Posts Tagged ‘symphonies’

For Great Music You Don’t Have to Go Anywhere Else

March 5, 2010

YOU CAN GET IT RIGHT HERE IN COLUMBUS, GA

It is amazing that a city the size of Columbus has such an abundance of quality, live, sophisticated music available.  No, I am not talking about the stuff you hear on American Idol. That is anything but sophisticated.  Most of it , to me, is primal noise. I am talking about classical music by the great composers,  standards from the “American song book,”  jazz that requires expert musicianship, the kind played by the Columbus State University Jazz Ensemble, and the kind you get at the Columbus Jazz Society’s monthly sessions.  Not only is it available in Columbus, it is available in quanity as well as quality. 
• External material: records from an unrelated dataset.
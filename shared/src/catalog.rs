//! Static price list shown in the budget panel.

/// One plan tier, priced per guest.
#[derive(Debug, Clone, Copy, PartialEq, Eq)]
pub struct Plan {
    pub name: &'static str,
    pub price: &'static str,
    pub brands: &'static [&'static str],
}

#[derive(Debug, Clone, Copy, PartialEq, Eq)]
pub struct AddOn {
    pub name: &'static str,
    pub description: Option<&'static str>,
    /// `(option, price)` rows; empty when the add-on has a single starting price
    pub options: &'static [(&'static str, &'static str)],
    pub starting_price: Option<&'static str>,
}

pub const GOLD_PLANS: [Plan; 3] = [
    Plan {
        name: "Gold Standart",
        price: "R$50,00",
        brands: &[
            "Vodka Bacco ou Smirnoff",
            "Gin Bacco ou Gordons",
            "Rum Montila",
            "Tequila brasileira",
            "Energetico Baly ou Red Horse*",
        ],
    },
    Plan {
        name: "Gold Plus",
        price: "R$60,00",
        brands: &[
            "Vodka Absolut ou Stolichnaya",
            "Gin Tanqueray ou Bombay",
            "Rum Bacardi",
            "Tequila José Cuervo",
            "Energetico Baly ou Red horse*",
        ],
    },
    Plan {
        name: "Gold Premium",
        price: "R$75,00",
        brands: &[
            "Vodka Grey Goose ou Ciroc",
            "Gin Tanqueray Ten",
            "Rum Havana Club",
            "Tequila El Jimador",
            "Energético Red Bull*",
            "Plus de Soda italiana e vodka com energético",
        ],
    },
];

pub const DIAMOND_PLANS: [Plan; 3] = [
    Plan {
        name: "Diamond Standart",
        price: "R$60,00",
        brands: &[
            "Vodka Bacco ou Smirnoff",
            "Gin Bacco ou Gordons",
            "Rum Montila",
            "Tequila brasileira",
            "Whiskey Jim Beam ou Red Label",
            "Energetico Red Bull*",
        ],
    },
    Plan {
        name: "Diamond Plus",
        price: "R$70,00",
        brands: &[
            "Vodka Absolut ou Stolichnaya",
            "Gin Tanqueray ou Bombay",
            "Rum Bacardi",
            "Tequila José Cuervo",
            "Whiskey Jack Daniels",
            "Energético Red Bull*",
        ],
    },
    Plan {
        name: "Diamond Premium",
        price: "R$85,00",
        brands: &[
            "Vodka Grey Goose ou Ciroc",
            "Gin Tanqueray Ten",
            "Rum Havana Club",
            "Tequila El Jimador",
            "Whiskey Jack Daniels ou Chivas 12",
            "Energético Red Bull*",
            "Plus de Soda italiana e vodka com energético",
        ],
    },
];

pub const ADD_ONS: [AddOn; 3] = [
    AddOn {
        name: "Welcome Drink",
        description: Some("Gelo translúcido personalizado com barman servindo:"),
        options: &[
            ("Clericot", "R$1.500,00"),
            ("Aperol Spritz", "R$2.000,00"),
            ("Lillet Spritz", "R$2.500,00"),
        ],
        starting_price: None,
    },
    AddOn {
        name: "Pistola de Bolha Aromática",
        description: None,
        options: &[],
        starting_price: Some("R$500,00"),
    },
    AddOn {
        name: "Fonte de Bebidas",
        description: None,
        options: &[],
        starting_price: Some("R$800,00"),
    },
];

pub const DISCOUNT_NOTE: &str = "10% OFF fechando dentro de 7 dias";
pub const SERVICE_HOURS: &str = "Até 7 horas de open bar";
pub const PAYMENT_TERMS: &str = "Entrada de R$300,00 e o restante até 1 dia antes do evento.";
pub const UPCOMING_NOTE: &str = "Novidades em breve: Havenas Vodka e Gin, fique ligado!";

pub const INCLUDED: [&str; 8] = [
    "Mão de obra de 2 barmans a cada 50 pessoas.",
    "Todas as bebidas, frutas e insumos.",
    "Balcão para trabalho, se necessário.",
    "Bebidas de alta qualidade.",
    "Gelo e local para armazenamento.",
    "Drinks feitos na hora.",
    "Copos, taças e canequinhas para cada drink.",
    "Drink personalizado com logomarca ou brasão.",
];

pub const IMPORTANT_NOTES: [&str; 6] = [
    "Convidados a partir de 8 anos são contabilizados.",
    "Drinks não alcoólicos sempre disponíveis.",
    "Para eventos fora de Ponta Grossa, consultar deslocamento.",
    "Hora-extra: +12% sobre o valor total.",
    "Com bar, o consumo de outras bebidas reduz de 30% a 40%.",
    "Proposta válida por 7 dias.",
];

#[cfg(test)]
mod tests {
    use super::*;

    #[test]
    fn test_each_tier_has_three_distinct_plans() {
        for plans in [&GOLD_PLANS, &DIAMOND_PLANS] {
            assert_eq!(plans.len(), 3);
            let mut names: Vec<_> = plans.iter().map(|plan| plan.name).collect();
            names.sort_unstable();
            names.dedup();
            assert_eq!(names.len(), 3);
            assert!(plans.iter().all(|plan| plan.price.starts_with("R$")));
            assert!(plans.iter().all(|plan| !plan.brands.is_empty()));
        }
    }

    #[test]
    fn test_diamond_always_adds_whiskey() {
        for plan in DIAMOND_PLANS {
            assert!(plan.brands.iter().any(|brand| brand.starts_with("Whiskey")), "{}", plan.name);
        }
        for plan in GOLD_PLANS {
            assert!(!plan.brands.iter().any(|brand| brand.starts_with("Whiskey")), "{}", plan.name);
        }
    }

    #[test]
    fn test_add_ons_have_a_price() {
        for add_on in ADD_ONS {
            assert!(
                !add_on.options.is_empty() || add_on.starting_price.is_some(),
                "{} has no price",
                add_on.name
            );
        }
    }
}
use shared::{FaqAccordion, FaqEntry, FAQ_ENTRIES};
use web_sys::MouseEvent;
use yew::prelude::*;

use super::icons::FaqGlyph;

#[derive(Properties, PartialEq)]
struct FaqItemProps {
    entry: FaqEntry,
    is_open: bool,
    on_toggle: Callback<()>,
}

#[function_component(FaqItem)]
fn faq_item(props: &FaqItemProps) -> Html {
    let toggle = {
        let on_toggle = props.on_toggle.clone();
        Callback::from(move |e: MouseEvent| {
            e.prevent_default();
            on_toggle.emit(());
        })
    };

    html! {
        <div class={classes!("faq-item", props.is_open.then_some("open"))}>
            <button class="faq-question" onclick={toggle} aria-expanded={props.is_open.to_string()}>
                <FaqGlyph icon={props.entry.icon} />
                <span class="question-text">{props.entry.question}</span>
                <span class="toggle-icon">{if props.is_open { "−" } else { "+" }}</span>
            </button>
            <div class="faq-answer">
                <p>{props.entry.answer}</p>
            </div>
        </div>
    }
}

/// Frequently asked questions; opening one entry closes the others.
#[function_component(FaqList)]
pub fn faq_list() -> Html {
    let accordion = use_state(FaqAccordion::default);

    html! {
        <section class="faq-section">
            <h2 class="panel-title">{"Dúvidas Frequentes"}</h2>
            { for FAQ_ENTRIES.iter().enumerate().map(|(index, entry)| {
                let on_toggle = {
                    let accordion = accordion.clone();
                    Callback::from(move |_| {
                        let mut next = *accordion;
                        next.toggle(index);
                        accordion.set(next);
                    })
                };
                html! {
                    <FaqItem
                        key={index}
                        entry={*entry}
                        is_open={accordion.is_open(index)}
                        on_toggle={on_toggle}
                    />
                }
            }) }
        </section>
    }
}
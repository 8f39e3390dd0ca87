use chrono::NaiveDate;

use crate::config::SiteConfig;
use crate::effect::Effect;
use crate::error::FormError;

/// Options offered by the event-type select.
pub const EVENT_TYPES: [&str; 5] = [
    "Casamento",
    "15 anos",
    "Formatura",
    "Evento Corporativo",
    "Outro",
];

/// Index of the summary view; steps `0..SUMMARY_STEP` are the field prompts.
pub const SUMMARY_STEP: usize = 6;

/// Shown in place of empty observations, both in the summary and the message.
pub const NO_OBSERVATIONS: &str = "Nenhuma";

/// Field prompts in the order the wizard asks them.
#[derive(Debug, Clone, Copy, PartialEq, Eq, Hash)]
pub enum BookingField {
    Name,
    Date,
    Location,
    EventType,
    GuestCount,
    Observations,
}

impl BookingField {
    pub const ALL: [BookingField; 6] = [
        BookingField::Name,
        BookingField::Date,
        BookingField::Location,
        BookingField::EventType,
        BookingField::GuestCount,
        BookingField::Observations,
    ];

    pub fn at_step(step: usize) -> Option<BookingField> {
        Self::ALL.get(step).copied()
    }

    pub fn prompt(&self) -> &'static str {
        match self {
            BookingField::Name => "Qual seu nome?",
            BookingField::Date => "Qual a data do evento?",
            BookingField::Location => "Onde será o evento?",
            BookingField::EventType => "Qual o tipo de evento?",
            BookingField::GuestCount => "Quantos convidados?",
            BookingField::Observations => "Alguma observação?",
        }
    }

    pub fn placeholder(&self) -> &'static str {
        match self {
            BookingField::Name => "Seu nome completo",
            BookingField::Date => "",
            BookingField::Location => "Cidade e local",
            BookingField::EventType => "Selecione...",
            BookingField::GuestCount => "Acima de 8 anos",
            BookingField::Observations => "(Opcional)",
        }
    }
}

/// Raw input of the booking wizard, exactly as typed.
#[derive(Debug, Clone, PartialEq, Eq, Default)]
pub struct BookingForm {
    pub name: String,
    /// `YYYY-MM-DD` as produced by a date input
    pub date: String,
    pub location: String,
    pub event_type: String,
    pub guest_count: String,
    pub observations: String,
}

impl BookingForm {
    pub fn value(&self, field: BookingField) -> &str {
        match field {
            BookingField::Name => &self.name,
            BookingField::Date => &self.date,
            BookingField::Location => &self.location,
            BookingField::EventType => &self.event_type,
            BookingField::GuestCount => &self.guest_count,
            BookingField::Observations => &self.observations,
        }
    }

    pub fn set(&mut self, field: BookingField, value: impl Into<String>) {
        let value = value.into();
        match field {
            BookingField::Name => self.name = value,
            BookingField::Date => self.date = value,
            BookingField::Location => self.location = value,
            BookingField::EventType => self.event_type = value,
            BookingField::GuestCount => self.guest_count = value,
            BookingField::Observations => self.observations = value,
        }
    }

    pub fn is_valid(&self, field: BookingField) -> bool {
        match field {
            BookingField::Name => !self.name.trim().is_empty(),
            BookingField::Date => !self.date.is_empty(),
            BookingField::Location => !self.location.trim().is_empty(),
            BookingField::EventType => !self.event_type.trim().is_empty(),
            BookingField::GuestCount => is_valid_guest_count(&self.guest_count),
            BookingField::Observations => true,
        }
    }

    /// Event date as `dd/mm/yyyy`, or the raw input when it is not a date.
    pub fn formatted_date(&self) -> String {
        format_event_date(&self.date)
    }

    pub fn observations_display(&self) -> &str {
        let trimmed = self.observations.trim();
        if trimmed.is_empty() {
            NO_OBSERVATIONS
        } else {
            trimmed
        }
    }

    /// The WhatsApp message sent to the booking number.
    pub fn compose_message(&self) -> String {
        [
            "*Solicitação de Orçamento - Milano Bartenders*".to_string(),
            String::new(),
            format!("*Nome:* {}", self.name.trim()),
            format!("*Data do Evento:* {}", self.formatted_date()),
            format!("*Local:* {}", self.location.trim()),
            format!("*Tipo de Evento:* {}", self.event_type.trim()),
            format!("*Nº de Convidados (+8 anos):* {}", self.guest_count.trim()),
            format!("*Observações:* {}", self.observations_display()),
        ]
        .join("\n")
    }
}

/// A guest count is valid when it parses to a strictly positive integer.
pub fn is_valid_guest_count(input: &str) -> bool {
    input.trim().parse::<i64>().map(|n| n > 0).unwrap_or(false)
}

/// Format a `YYYY-MM-DD` date as `dd/mm/yyyy`.
///
/// The input is a calendar date, not an instant, so it is never shifted by a
/// timezone offset.
pub fn format_event_date(input: &str) -> String {
    match NaiveDate::parse_from_str(input.trim(), "%Y-%m-%d") {
        Ok(date) => date.format("%d/%m/%Y").to_string(),
        Err(_) => input.to_string(),
    }
}

/// What the booking modal is currently showing.
#[derive(Debug, Clone, Copy, PartialEq, Eq)]
pub enum WizardView {
    Field(BookingField),
    Summary,
    AgeWarning,
}

/// Multi-step booking form. Steps 0-5 ask one field each, step 6 is the
/// summary with the age confirmation.
#[derive(Debug, Clone, PartialEq, Eq, Default)]
pub struct BookingWizard {
    pub form: BookingForm,
    current_step: usize,
    age_confirmed: bool,
    age_warning: bool,
}

impl BookingWizard {
    pub fn new() -> Self {
        Self::default()
    }

    pub fn current_step(&self) -> usize {
        self.current_step
    }

    pub fn age_confirmed(&self) -> bool {
        self.age_confirmed
    }

    pub fn view(&self) -> WizardView {
        if self.age_warning {
            return WizardView::AgeWarning;
        }
        match BookingField::at_step(self.current_step) {
            Some(field) => WizardView::Field(field),
            None => WizardView::Summary,
        }
    }

    /// Whether `Next` is enabled on the current step.
    pub fn can_advance(&self) -> bool {
        match self.view() {
            WizardView::Field(field) => self.form.is_valid(field),
            WizardView::Summary | WizardView::AgeWarning => false,
        }
    }

    /// Whether `Back` is enabled. Allowed everywhere above step 0 except in
    /// the age warning, whose only exit is acknowledging it.
    pub fn can_go_back(&self) -> bool {
        !self.age_warning && self.current_step > 0
    }

    pub fn set_field(&mut self, field: BookingField, value: impl Into<String>) {
        self.form.set(field, value);
    }

    pub fn next(&mut self) -> Result<(), FormError> {
        match self.view() {
            WizardView::Field(field) if self.form.is_valid(field) => {
                self.current_step += 1;
                Ok(())
            }
            WizardView::Field(field) => Err(FormError::StepIncomplete(field)),
            WizardView::Summary | WizardView::AgeWarning => Err(FormError::NoFurtherStep),
        }
    }

    pub fn back(&mut self) {
        if self.can_go_back() {
            self.current_step -= 1;
        }
    }

    pub fn set_age_confirmed(&mut self, confirmed: bool) {
        self.age_confirmed = confirmed;
    }

    /// Final submit from the summary.
    ///
    /// Without the age confirmation the wizard moves to the age warning and
    /// nothing is opened. Otherwise the message is sent to WhatsApp and the
    /// modal closes.
    pub fn submit(&mut self, config: &SiteConfig) -> Result<Vec<Effect>, FormError> {
        if self.view() != WizardView::Summary {
            return Err(FormError::NotAtSummary);
        }
        if !self.age_confirmed {
            self.age_warning = true;
            return Ok(Vec::new());
        }
        let link = SiteConfig::whatsapp_link(
            &config.booking_whatsapp_number,
            &self.form.compose_message(),
        );
        Ok(vec![Effect::OpenExternal(link), Effect::CloseModal])
    }

    /// Leave the age warning. Closes the modal.
    pub fn acknowledge_warning(&mut self) -> Vec<Effect> {
        if !self.age_warning {
            return Vec::new();
        }
        self.age_warning = false;
        vec![Effect::CloseModal]
    }
}

#[cfg(test)]
mod tests {
    use super::*;

    fn filled_wizard() -> BookingWizard {
        let mut wizard = BookingWizard::new();
        let values = [
            (BookingField::Name, "  Maria Silva "),
            (BookingField::Date, "2025-12-31"),
            (BookingField::Location, "Ponta Grossa, Salão Azul"),
            (BookingField::EventType, "Casamento"),
            (BookingField::GuestCount, "120"),
            (BookingField::Observations, ""),
        ];
        for (field, value) in values {
            wizard.set_field(field, value);
            wizard.next().unwrap();
        }
        wizard
    }

    #[test]
    fn test_next_enabled_iff_step_valid() {
        let mut wizard = BookingWizard::new();
        let cases = [
            (BookingField::Name, "   ", "Ana"),
            (BookingField::Date, "", "2025-06-01"),
            (BookingField::Location, "\t", "Curitiba"),
            (BookingField::EventType, "", "Formatura"),
            (BookingField::GuestCount, "abc", "30"),
        ];
        for (field, invalid, valid) in cases {
            assert_eq!(wizard.view(), WizardView::Field(field));
            wizard.set_field(field, invalid);
            assert!(!wizard.can_advance(), "{:?} accepted {:?}", field, invalid);
            assert_eq!(wizard.next(), Err(FormError::StepIncomplete(field)));
            wizard.set_field(field, valid);
            assert!(wizard.can_advance());
            wizard.next().unwrap();
        }
        // Observations are optional.
        assert_eq!(wizard.view(), WizardView::Field(BookingField::Observations));
        assert!(wizard.can_advance());
        wizard.next().unwrap();
        assert_eq!(wizard.view(), WizardView::Summary);
        assert_eq!(wizard.current_step(), SUMMARY_STEP);
        assert_eq!(wizard.next(), Err(FormError::NoFurtherStep));
    }

    #[test]
    fn test_back_disabled_only_at_first_step() {
        let mut wizard = BookingWizard::new();
        assert!(!wizard.can_go_back());
        wizard.back();
        assert_eq!(wizard.current_step(), 0);

        let mut wizard = filled_wizard();
        for step in (1..=SUMMARY_STEP).rev() {
            assert_eq!(wizard.current_step(), step);
            assert!(wizard.can_go_back());
            wizard.back();
        }
        assert_eq!(wizard.current_step(), 0);
        assert!(!wizard.can_go_back());
    }

    #[test]
    fn test_back_keeps_entered_values() {
        let mut wizard = filled_wizard();
        wizard.back();
        wizard.back();
        assert_eq!(wizard.view(), WizardView::Field(BookingField::GuestCount));
        assert_eq!(wizard.form.value(BookingField::GuestCount), "120");
        assert!(wizard.can_advance());
    }

    #[test]
    fn test_guest_count_validity() {
        for invalid in ["0", "-3", "", "abc", "  ", "1.5"] {
            assert!(!is_valid_guest_count(invalid), "{:?} should be invalid", invalid);
        }
        for valid in ["1", "250", " 40 "] {
            assert!(is_valid_guest_count(valid), "{:?} should be valid", valid);
        }
    }

    #[test]
    fn test_submit_without_age_confirmation_only_warns() {
        let mut wizard = filled_wizard();
        let effects = wizard.submit(&SiteConfig::default()).unwrap();
        assert!(effects.is_empty());
        assert_eq!(Effect::navigations(&effects), 0);
        assert_eq!(wizard.view(), WizardView::AgeWarning);
        assert!(!wizard.can_go_back());
        assert!(!wizard.can_advance());

        assert_eq!(wizard.acknowledge_warning(), vec![Effect::CloseModal]);
    }

    #[test]
    fn test_submit_with_age_confirmation_opens_whatsapp_and_closes() {
        let mut wizard = filled_wizard();
        wizard.set_age_confirmed(true);
        let effects = wizard.submit(&SiteConfig::default()).unwrap();
        assert_eq!(effects.len(), 2);
        assert_eq!(Effect::navigations(&effects), 1);
        match &effects[0] {
            Effect::OpenExternal(url) => {
                assert!(url.starts_with("https://wa.me/5542999118913?text="));
                assert!(url.contains("Nenhuma"));
            }
            other => panic!("expected navigation, got {:?}", other),
        }
        assert_eq!(effects[1], Effect::CloseModal);
    }

    #[test]
    fn test_submit_refused_before_summary() {
        let mut wizard = BookingWizard::new();
        wizard.set_age_confirmed(true);
        assert_eq!(wizard.submit(&SiteConfig::default()), Err(FormError::NotAtSummary));
    }

    #[test]
    fn test_acknowledge_outside_warning_is_noop() {
        let mut wizard = filled_wizard();
        assert!(wizard.acknowledge_warning().is_empty());
        assert_eq!(wizard.view(), WizardView::Summary);
    }

    #[test]
    fn test_message_layout() {
        let wizard = filled_wizard();
        assert_eq!(
            wizard.form.compose_message(),
            "*Solicitação de Orçamento - Milano Bartenders*\n\
             \n\
             *Nome:* Maria Silva\n\
             *Data do Evento:* 31/12/2025\n\
             *Local:* Ponta Grossa, Salão Azul\n\
             *Tipo de Evento:* Casamento\n\
             *Nº de Convidados (+8 anos):* 120\n\
             *Observações:* Nenhuma"
        );
    }

    #[test]
    fn test_observations_placeholder_and_trim() {
        let mut form = BookingForm::default();
        assert_eq!(form.observations_display(), NO_OBSERVATIONS);
        form.observations = "   ".to_string();
        assert!(form.compose_message().ends_with("*Observações:* Nenhuma"));

        form.observations = "  Open bar até 2h  ".to_string();
        assert_eq!(form.observations_display(), "Open bar até 2h");
        let message = form.compose_message();
        assert!(message.ends_with("*Observações:* Open bar até 2h"));
        assert!(!message.contains("Nenhuma"));
    }

    #[test]
    fn test_date_format_has_no_day_shift() {
        assert_eq!(format_event_date("2025-01-01"), "01/01/2025");
        assert_eq!(format_event_date("2024-02-29"), "29/02/2024");
        assert_eq!(format_event_date("not a date"), "not a date");
    }

    #[test]
    fn test_every_step_has_a_prompt() {
        for (index, field) in BookingField::ALL.iter().enumerate() {
            assert_eq!(BookingField::at_step(index), Some(*field));
            assert!(!field.prompt().is_empty());
        }
        assert_eq!(BookingField::at_step(SUMMARY_STEP), None);
    }
}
Charlie Chaplin as "The Tramp"

If I had to pick the most entertaining of all of the movies, plays, and concerts of the past 12 months, it would be the Columbus Symphony Orchestra’s City Lights performance on Valentine’s Day.

The audience at the Bill Heard Theater roared in laughter at the antics of the great silent movie comedian Charlie Chaplin, and it marveled at the score that Chaplin wrote being beautifully played by the Columbus Symphony Orchestra.  Just before the movie started, CSO Conductor George Del Gobbo introduced it by calling Chaplin a genius.  I agree. He was.  It was a night to remember. I hope the symphony will continue with more novel nights.  Maybe it will help increase audience size.  The Bill Heard Theater had a lot of empty seats for that special presentation.  It’s a problem all over the country.  The audience for symphony concerts has been in decline for a number of years. That, to me, is a shame.  I love the sound of a live 60 to 80 piece symphony orchestra.  As good as audio technology has become, it still can’t replace the live sound of a fine orchestra, and we do have a fine orchestra in Columbus.

We’ll get another chance to enjoy it tomorrow night, March 6, 2010, at the Bill Heard Theater when the Hamman Sisters play Ravel, Poulenc, and Debussy ina program called “French Impressions.”  See you there.